▶ _Task objective_
Your answer should be the full set of records, printed exactly as they stand.

(Material shown begins)

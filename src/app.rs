use alloy::primitives::Address;
use std::sync::Arc;
use tracing::{error, info, warn};

use crate::directory::ContractDirectoryClient;
use crate::error::DappError;
use crate::lifecycle::TransactionLifecycle;
use crate::query::{QueryController, QueryView};
use crate::registration::RegistrationController;
use crate::session::WalletSession;
use crate::status::StatusNotifier;
use crate::types::{DateFormat, RegistrationForm};
use crate::wallet::WalletProvider;

pub const CONNECTING_MESSAGE: &str = "Connecting wallet...";

/// Owns the session, the status slot and both controllers, and routes user
/// actions to them.
pub struct App {
    directory: ContractDirectoryClient,
    session: WalletSession,
    notifier: StatusNotifier,
    registration: RegistrationController,
    query: QueryController,
}

impl App {
    pub fn new(
        directory: ContractDirectoryClient,
        wallet: Option<Arc<dyn WalletProvider>>,
        dates: DateFormat,
    ) -> Self {
        Self {
            directory,
            session: WalletSession::new(wallet),
            notifier: StatusNotifier::new(),
            registration: RegistrationController::new(),
            query: QueryController::new(dates),
        }
    }

    /// Loads the contract document. On failure the app stays halted: every
    /// later contract operation fails without reaching the chain.
    pub async fn init(&mut self) -> Result<(), DappError> {
        match self.directory.fetch().await {
            Ok(info) => {
                self.session.set_contract_info(info);
                self.notifier.hide();
                Ok(())
            }
            Err(e) => {
                error!(error = %e, url = %self.directory.url(), "Initialization failed");
                let text = match &e {
                    DappError::Configuration(message) => message.clone(),
                    other => format!(
                        "Critical initialization error: {}. Check that the server is running.",
                        other.message()
                    ),
                };
                self.notifier.error(text);
                Err(e)
            }
        }
    }

    pub async fn connect(&mut self) -> Result<Address, DappError> {
        self.notifier.progress(CONNECTING_MESSAGE);
        match self.session.connect().await {
            Ok(address) => {
                self.notifier.hide();
                Ok(address)
            }
            Err(e @ DappError::ProviderUnavailable) => {
                self.notifier.error(e.message());
                Err(e)
            }
            Err(e) => {
                self.notifier
                    .error(format!("Failed to connect: {}", e.message()));
                Err(e)
            }
        }
    }

    pub fn disconnect(&mut self) {
        self.session.disconnect();
        self.notifier.hide();
    }

    pub async fn register(
        &self,
        form: &mut RegistrationForm,
    ) -> Result<TransactionLifecycle, DappError> {
        if self.session.is_connected() && !self.session.is_owner() {
            // The contract decides; the transaction will most likely revert
            warn!(address = ?self.session.address(), "Connected account is not the contract owner");
        }
        self.registration
            .submit(&self.session, &self.notifier, form)
            .await
    }

    pub async fn query(&self, input: &str) -> Result<QueryView, DappError> {
        let view = self.query.query(&self.session, &self.notifier, input).await?;
        info!(input = %input.trim(), "Query finished");
        Ok(view)
    }

    pub fn session(&self) -> &WalletSession {
        &self.session
    }

    pub fn notifier(&self) -> &StatusNotifier {
        &self.notifier
    }
}

#[cfg(test)]
mod tests {
    use super::*;
    use crate::directory::NOT_CONFIGURED_MESSAGE;
    use crate::directory::tests::abi_json;
    use crate::status::StatusKind;
    use crate::testing::{FakeRegistry, FakeWallet, OWNER, USER, record};
    use httpmock::prelude::*;
    use serde_json::json;

    async fn directory(server: &MockServer, address: &str) {
        server
            .mock_async(|when, then| {
                when.method(GET).path("/api/contract");
                then.status(200)
                    .json_body(json!({ "address": address, "abi": abi_json() }));
            })
            .await;
    }

    fn app(server: &MockServer, wallet: Option<Arc<dyn WalletProvider>>) -> App {
        App::new(
            ContractDirectoryClient::new(server.base_url()),
            wallet,
            DateFormat::default(),
        )
    }

    #[tokio::test]
    async fn test_placeholder_address_halts_initialization() {
        let server = MockServer::start_async().await;
        directory(&server, "0x1234567890123456789012345678901234567890").await;
        let registry = FakeRegistry::new();
        let mut app = app(&server, Some(Arc::new(FakeWallet::new(OWNER, registry.clone()))));

        assert!(matches!(app.init().await, Err(DappError::Configuration(_))));
        let status = app.notifier().current().unwrap();
        assert_eq!(status.kind, StatusKind::Error);
        assert_eq!(status.text, NOT_CONFIGURED_MESSAGE);

        assert!(app.connect().await.is_err());
        assert_eq!(registry.calls(), 0);
    }

    #[tokio::test]
    async fn test_unreachable_directory_is_critical() {
        let mut app = App::new(
            ContractDirectoryClient::new("http://127.0.0.1:9"),
            None,
            DateFormat::default(),
        );

        assert!(matches!(app.init().await, Err(DappError::Network(_))));
        assert!(
            app.notifier()
                .current()
                .unwrap()
                .text
                .starts_with("Critical initialization error:")
        );
    }

    #[tokio::test]
    async fn test_connect_without_wallet_shows_provider_message() {
        let server = MockServer::start_async().await;
        directory(&server, "0x5FbDB2315678afecb367f032d93F642f64180aa3").await;
        let mut app = app(&server, None);
        app.init().await.unwrap();
        let before = app.session().snapshot();

        assert_eq!(app.connect().await, Err(DappError::ProviderUnavailable));
        assert_eq!(
            app.notifier().current().unwrap().text,
            "No wallet provider found! Configure a wallet to use this app."
        );
        assert_eq!(app.session().snapshot(), before);
    }

    #[tokio::test]
    async fn test_connect_register_and_query() {
        let server = MockServer::start_async().await;
        directory(&server, "0x5FbDB2315678afecb367f032d93F642f64180aa3").await;
        let registry = FakeRegistry::new();
        registry.insert(USER, record("T1"));
        let mut app = app(&server, Some(Arc::new(FakeWallet::new(OWNER, registry.clone()))));

        app.init().await.unwrap();
        assert_eq!(app.notifier().current(), None);
        assert_eq!(app.connect().await, Ok(OWNER));
        assert!(app.session().is_owner());

        let mut form = RegistrationForm {
            recipient: USER.to_string(),
            title: "T2".to_string(),
            badge_type: "Project".to_string(),
            ..Default::default()
        };
        assert!(app.register(&mut form).await.unwrap().is_confirmed());

        let view = app.query(&USER.to_string()).await.unwrap();
        let QueryView::Populated(badges) = view else {
            panic!("expected populated view");
        };
        let titles: Vec<_> = badges.iter().map(|b| b.title.as_str()).collect();
        assert_eq!(titles, ["T1", "T2"]);
        assert_eq!(badges[1].badge_type, "Project");
    }

    #[tokio::test]
    async fn test_disconnect_clears_status_and_session() {
        let server = MockServer::start_async().await;
        directory(&server, "0x5FbDB2315678afecb367f032d93F642f64180aa3").await;
        let mut app = app(&server, Some(Arc::new(FakeWallet::new(USER, FakeRegistry::new()))));
        app.init().await.unwrap();
        app.connect().await.unwrap();

        app.disconnect();

        assert!(!app.session().is_connected());
        assert_eq!(app.notifier().current(), None);
    }
}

(Material shown ends)

▶ _Written answer_
filename src/app.rs
use alloy::primitives::Address;
use std::sync::Arc;
use tracing::{error, info, warn};

use crate::directory::ContractDirectoryClient;
use crate::error::DappError;
use crate::lifecycle::TransactionLifecycle;
use crate::query::{QueryController, QueryView};
use crate::registration::RegistrationController;
use crate::session::WalletSession;
use crate::status::StatusNotifier;
use crate::types::{DateFormat, RegistrationForm};
use crate::wallet::WalletProvider;

pub const CONNECTING_MESSAGE: &str = "Connecting wallet...";

/// Owns the session, the status slot and both controllers, and routes user
/// actions to them.
pub struct App {
    directory: ContractDirectoryClient,
    session: WalletSession,
    notifier: StatusNotifier,
    registration: RegistrationController,
    query: QueryController,
}

impl App {
    pub fn new(
        directory: ContractDirectoryClient,
        wallet: Option<Arc<dyn WalletProvider>>,
        dates: DateFormat,
    ) -> Self {
        Self {
            directory,
            session: WalletSession::new(wallet),
            notifier: StatusNotifier::new(),
            registration: RegistrationController::new(),
            query: QueryController::new(dates),
        }
    }

    /// Loads the contract document. On failure the app stays halted: every
    /// later contract operation fails without reaching the chain.
    pub async fn init(&mut self) -> Result<(), DappError> {
        match self.directory.fetch().await {
            Ok(info) => {
                self.session.set_contract_info(info);
                self.notifier.hide();
                Ok(())
            }
            Err(e) => {
                error!(error = %e, url = %self.directory.url(), "Initialization failed");
                let text = match &e {
                    DappError::Configuration(message) => message.clone(),
                    other => format!(
                        "Critical initialization error: {}. Check that the server is running.",
                        other.message()
                    ),
                };
                self.notifier.error(text);
                Err(e)
            }
        }
    }

    pub async fn connect(&mut self) -> Result<Address, DappError> {
        self.notifier.progress(CONNECTING_MESSAGE);
        match self.session.connect().await {
            Ok(address) => {
                self.notifier.hide();
                Ok(address)
            }
            Err(e @ DappError::ProviderUnavailable) => {
                self.notifier.error(e.message());
                Err(e)
            }
            Err(e) => {
                self.notifier
                    .error(format!("Failed to connect: {}", e.message()));
                Err(e)
            }
        }
    }

    pub fn disconnect(&mut self) {
        self.session.disconnect();
        self.notifier.hide();
    }

    pub async fn register(
        &self,
        form: &mut RegistrationForm,
    ) -> Result<TransactionLifecycle, DappError> {
        if self.session.is_connected() && !self.session.is_owner() {
            // The contract decides; the transaction will most likely revert
            warn!(address = ?self.session.address(), "Connected account is not the contract owner");
        }
        self.registration
            .submit(&self.session, &self.notifier, form)
            .await
    }

    pub async fn query(&self, input: &str) -> Result<QueryView, DappError> {
        let view = self.query.query(&self.session, &self.notifier, input).await?;
        info!(input = %input.trim(), "Query finished");
        Ok(view)
    }

    pub fn session(&self) -> &WalletSession {
        &self.session
    }

    pub fn notifier(&self) -> &StatusNotifier {
        &self.notifier
    }
}

#[cfg(test)]
mod tests {
    use super::*;
    use crate::directory::NOT_CONFIGURED_MESSAGE;
    use crate::directory::tests::abi_json;
    use crate::status::StatusKind;
    use crate::testing::{FakeRegistry, FakeWallet, OWNER, USER, record};
    use httpmock::prelude::*;
    use serde_json::json;

    async fn directory(server: &MockServer, address: &str) {
        server
            .mock_async(|when, then| {
                when.method(GET).path("/api/contract");
                then.status(200)
                    .json_body(json!({ "address": address, "abi": abi_json() }));
            })
            .await;
    }

    fn app(server: &MockServer, wallet: Option<Arc<dyn WalletProvider>>) -> App {
        App::new(
            ContractDirectoryClient::new(server.base_url()),
            wallet,
            DateFormat::default(),
        )
    }

    #[tokio::test]
    async fn test_placeholder_address_halts_initialization() {
        let server = MockServer::start_async().await;
        directory(&server, "0x1234567890123456789012345678901234567890").await;
        let registry = FakeRegistry::new();
        let mut app = app(&server, Some(Arc::new(FakeWallet::new(OWNER, registry.clone()))));

        assert!(matches!(app.init().await, Err(DappError::Configuration(_))));
        let status = app.notifier().current().unwrap();
        assert_eq!(status.kind, StatusKind::Error);
        assert_eq!(status.text, NOT_CONFIGURED_MESSAGE);

        assert!(app.connect().await.is_err());
        assert_eq!(registry.calls(), 0);
    }

    #[tokio::test]
    async fn test_unreachable_directory_is_critical() {
        let mut app = App::new(
            ContractDirectoryClient::new("http://127.0.0.1:9"),
            None,
            DateFormat::default(),
        );

        assert!(matches!(app.init().await, Err(DappError::Network(_))));
        assert!(
            app.notifier()
                .current()
                .unwrap()
                .text
                .starts_with("Critical initialization error:")
        );
    }

    #[tokio::test]
    async fn test_connect_without_wallet_shows_provider_message() {
        let server = MockServer::start_async().await;
        directory(&server, "0x5FbDB2315678afecb367f032d93F642f64180aa3").await;
        let mut app = app(&server, None);
        app.init().await.unwrap();
        let before = app.session().snapshot();

        assert_eq!(app.connect().await, Err(DappError::ProviderUnavailable));
        assert_eq!(
            app.notifier().current().unwrap().text,
            "No wallet provider found! Configure a wallet to use this app."
        );
        assert_eq!(app.session().snapshot(), before);
    }

    #[tokio::test]
    async fn test_connect_register_and_query() {
        let server = MockServer::start_async().await;
        directory(&server, "0x5FbDB2315678afecb367f032d93F642f64180aa3").await;
        let registry = FakeRegistry::new();
        registry.insert(USER, record("T1"));
        let mut app = app(&server, Some(Arc::new(FakeWallet::new(OWNER, registry.clone()))));

        app.init().await.unwrap();
        assert_eq!(app.notifier().current(), None);
        assert_eq!(app.connect().await, Ok(OWNER));
        assert!(app.session().is_owner());

        let mut form = RegistrationForm {
            recipient: USER.to_string(),
            title: "T2".to_string(),
            badge_type: "Project".to_string(),
            ..Default::default()
        };
        assert!(app.register(&mut form).await.unwrap().is_confirmed());

        let view = app.query(&USER.to_string()).await.unwrap();
        let QueryView::Populated(badges) = view else {
            panic!("expected populated view");
        };
        let titles: Vec<_> = badges.iter().map(|b| b.title.as_str()).collect();
        assert_eq!(titles, ["T1", "T2"]);
        assert_eq!(badges[1].badge_type, "Project");
    }

    #[tokio::test]
    async fn test_disconnect_clears_status_and_session() {
        let server = MockServer::start_async().await;
        directory(&server, "0x5FbDB2315678afecb367f032d93F642f64180aa3").await;
        let mut app = app(&server, Some(Arc::new(FakeWallet::new(USER, FakeRegistry::new()))));
        app.init().await.unwrap();
        app.connect().await.unwrap();

        app.disconnect();

        assert!(!app.session().is_connected());
        assert_eq!(app.notifier().current(), None);
    }
}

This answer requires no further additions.